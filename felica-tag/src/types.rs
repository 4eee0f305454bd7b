// felica-tag/src/types.rs

use crate::Error;
use derive_more::Display;
use std::convert::TryFrom;
use std::str::FromStr;

fn array8(bytes: &[u8]) -> Result<[u8; 8], Error> {
    if bytes.len() != 8 {
        return Err(Error::InvalidLength {
            expected: 8,
            actual: bytes.len(),
        });
    }
    let mut arr = [0u8; 8];
    arr.copy_from_slice(bytes);
    Ok(arr)
}

/// IDm - Newtype Pattern (8 バイト)
///
/// 2-byte manufacturer code followed by a 6-byte card identification number.
#[derive(Debug, Clone, Copy, PartialEq, Eq, Hash)]
#[cfg_attr(feature = "serde", derive(serde::Serialize, serde::Deserialize))]
pub struct Idm([u8; 8]);

impl Idm {
    pub fn from_bytes(bytes: [u8; 8]) -> Self {
        Self(bytes)
    }

    pub fn as_bytes(&self) -> &[u8; 8] {
        &self.0
    }

    pub fn manufacturer_code(&self) -> [u8; 2] {
        [self.0[0], self.0[1]]
    }

    pub fn card_identification(&self) -> [u8; 6] {
        [self.0[2], self.0[3], self.0[4], self.0[5], self.0[6], self.0[7]]
    }

    pub fn to_hex(&self) -> String {
        crate::utils::bytes_to_hex(self.as_bytes())
    }
}

impl TryFrom<&[u8]> for Idm {
    type Error = Error;

    fn try_from(bytes: &[u8]) -> Result<Self, Self::Error> {
        array8(bytes).map(Self)
    }
}

impl FromStr for Idm {
    type Err = Error;

    /// Parse 16 hex digits, e.g. `"0101 0a10 8e1b ad39"`.
    fn from_str(s: &str) -> Result<Self, Self::Err> {
        Self::try_from(&crate::utils::parse_hex(s)?[..])
    }
}

/// PMm - Newtype Pattern (8 バイト)
///
/// 2-byte IC code (ROM type, IC type) followed by 6 bytes of maximum
/// response time parameters.
#[derive(Debug, Clone, Copy, PartialEq, Eq, Hash)]
#[cfg_attr(feature = "serde", derive(serde::Serialize, serde::Deserialize))]
pub struct Pmm([u8; 8]);

impl Pmm {
    pub fn from_bytes(bytes: [u8; 8]) -> Self {
        Self(bytes)
    }

    pub fn as_bytes(&self) -> &[u8; 8] {
        &self.0
    }

    pub fn ic_code(&self) -> [u8; 2] {
        [self.0[0], self.0[1]]
    }

    pub fn maximum_response_time(&self) -> [u8; 6] {
        [self.0[2], self.0[3], self.0[4], self.0[5], self.0[6], self.0[7]]
    }

    pub fn to_hex(&self) -> String {
        crate::utils::bytes_to_hex(self.as_bytes())
    }
}

impl TryFrom<&[u8]> for Pmm {
    type Error = Error;

    fn try_from(bytes: &[u8]) -> Result<Self, Self::Error> {
        array8(bytes).map(Self)
    }
}

/// SystemCode (u16, big endian canonical value)
#[derive(Debug, Display, Clone, Copy, PartialEq, Eq, Hash)]
#[display(fmt = "{:04x}", _0)]
#[cfg_attr(feature = "serde", derive(serde::Serialize, serde::Deserialize))]
pub struct SystemCode(u16);

impl SystemCode {
    pub const ANY: Self = Self(0xffff);
    pub const COMMON: Self = Self(0xfe00);
    /// サイバネ領域 (Suica, ICOCA and other transit cards)
    pub const CYBERNE: Self = Self(0x0003);
    pub const FELICA_LITE: Self = Self(0x88b4);

    pub const fn new(code: u16) -> Self {
        Self(code)
    }

    pub fn as_u16(&self) -> u16 {
        self.0
    }

    pub fn to_be_bytes(&self) -> [u8; 2] {
        self.0.to_be_bytes()
    }

    pub fn from_be_bytes(bytes: [u8; 2]) -> Self {
        Self(u16::from_be_bytes(bytes))
    }

    pub fn to_le_bytes(&self) -> [u8; 2] {
        self.0.to_le_bytes()
    }

    pub fn from_le_bytes(bytes: [u8; 2]) -> Self {
        Self(u16::from_le_bytes(bytes))
    }
}

impl From<u16> for SystemCode {
    fn from(code: u16) -> Self {
        Self(code)
    }
}

/// ServiceCode (u16, big endian canonical value)
///
/// Service codes travel little endian on the wire.
#[derive(Debug, Display, Clone, Copy, PartialEq, Eq, Hash)]
#[display(fmt = "{:04x}", _0)]
#[cfg_attr(feature = "serde", derive(serde::Serialize, serde::Deserialize))]
pub struct ServiceCode(u16);

impl ServiceCode {
    pub const FELICA_LITE_READ_ONLY: Self = Self(0x0b00);
    pub const FELICA_LITE_READ_WRITE: Self = Self(0x0900);
    /// ICOCA / PiTaPa usage history (system 0xFE00), readable without keys.
    pub const TRANSIT_HISTORY: Self = Self(0x1a8b);

    pub const fn new(code: u16) -> Self {
        Self(code)
    }

    pub fn as_u16(&self) -> u16 {
        self.0
    }

    pub fn to_be_bytes(&self) -> [u8; 2] {
        self.0.to_be_bytes()
    }

    pub fn from_be_bytes(bytes: [u8; 2]) -> Self {
        Self(u16::from_be_bytes(bytes))
    }

    pub fn to_le_bytes(&self) -> [u8; 2] {
        self.0.to_le_bytes()
    }

    pub fn from_le_bytes(bytes: [u8; 2]) -> Self {
        Self(u16::from_le_bytes(bytes))
    }
}

impl From<u16> for ServiceCode {
    fn from(code: u16) -> Self {
        Self(code)
    }
}

/// BlockData (16 バイト)
#[derive(Debug, Clone, Copy, PartialEq, Eq)]
#[cfg_attr(feature = "serde", derive(serde::Serialize, serde::Deserialize))]
pub struct BlockData([u8; 16]);

impl BlockData {
    pub const LEN: usize = 16;

    pub fn from_bytes(bytes: [u8; 16]) -> Self {
        Self(bytes)
    }

    pub fn as_bytes(&self) -> &[u8; 16] {
        &self.0
    }

    pub fn to_hex(&self) -> String {
        crate::utils::bytes_to_hex_spaced(self.as_bytes())
    }

    pub fn to_ascii_safe(&self) -> String {
        self.0
            .iter()
            .map(|&b| {
                if b.is_ascii_graphic() || b == b' ' {
                    b as char
                } else {
                    '.'
                }
            })
            .collect()
    }
}

impl TryFrom<&[u8]> for BlockData {
    type Error = Error;

    fn try_from(bytes: &[u8]) -> Result<Self, Self::Error> {
        if bytes.len() != Self::LEN {
            return Err(Error::InvalidLength {
                expected: Self::LEN,
                actual: bytes.len(),
            });
        }
        let mut arr = [0u8; 16];
        arr.copy_from_slice(bytes);
        Ok(Self(arr))
    }
}

/// One usage-history record of an ICOCA / PiTaPa transit card.
///
/// Each record is one 16-byte block of [`ServiceCode::TRANSIT_HISTORY`].
/// Bytes 10..12 hold the remaining balance in yen, little endian.
#[derive(Debug, Clone, Copy, PartialEq, Eq)]
#[cfg_attr(feature = "serde", derive(serde::Serialize, serde::Deserialize))]
pub struct TransitHistory {
    block: BlockData,
}

impl TransitHistory {
    const BALANCE_OFFSET: usize = 10;

    pub fn from_block(block: &BlockData) -> Self {
        Self { block: *block }
    }

    /// Remaining balance after this record, in yen.
    pub fn balance(&self) -> u16 {
        let b = self.block.as_bytes();
        u16::from_le_bytes([b[Self::BALANCE_OFFSET], b[Self::BALANCE_OFFSET + 1]])
    }

    pub fn block(&self) -> &BlockData {
        &self.block
    }
}

impl From<BlockData> for TransitHistory {
    fn from(block: BlockData) -> Self {
        Self { block }
    }
}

● ● ● ●

▶ WHAT TO PRODUCE:
Please count up the lines above that include the string "utils" and respond with the total alone.

▶ EXERCISE RESULT:
4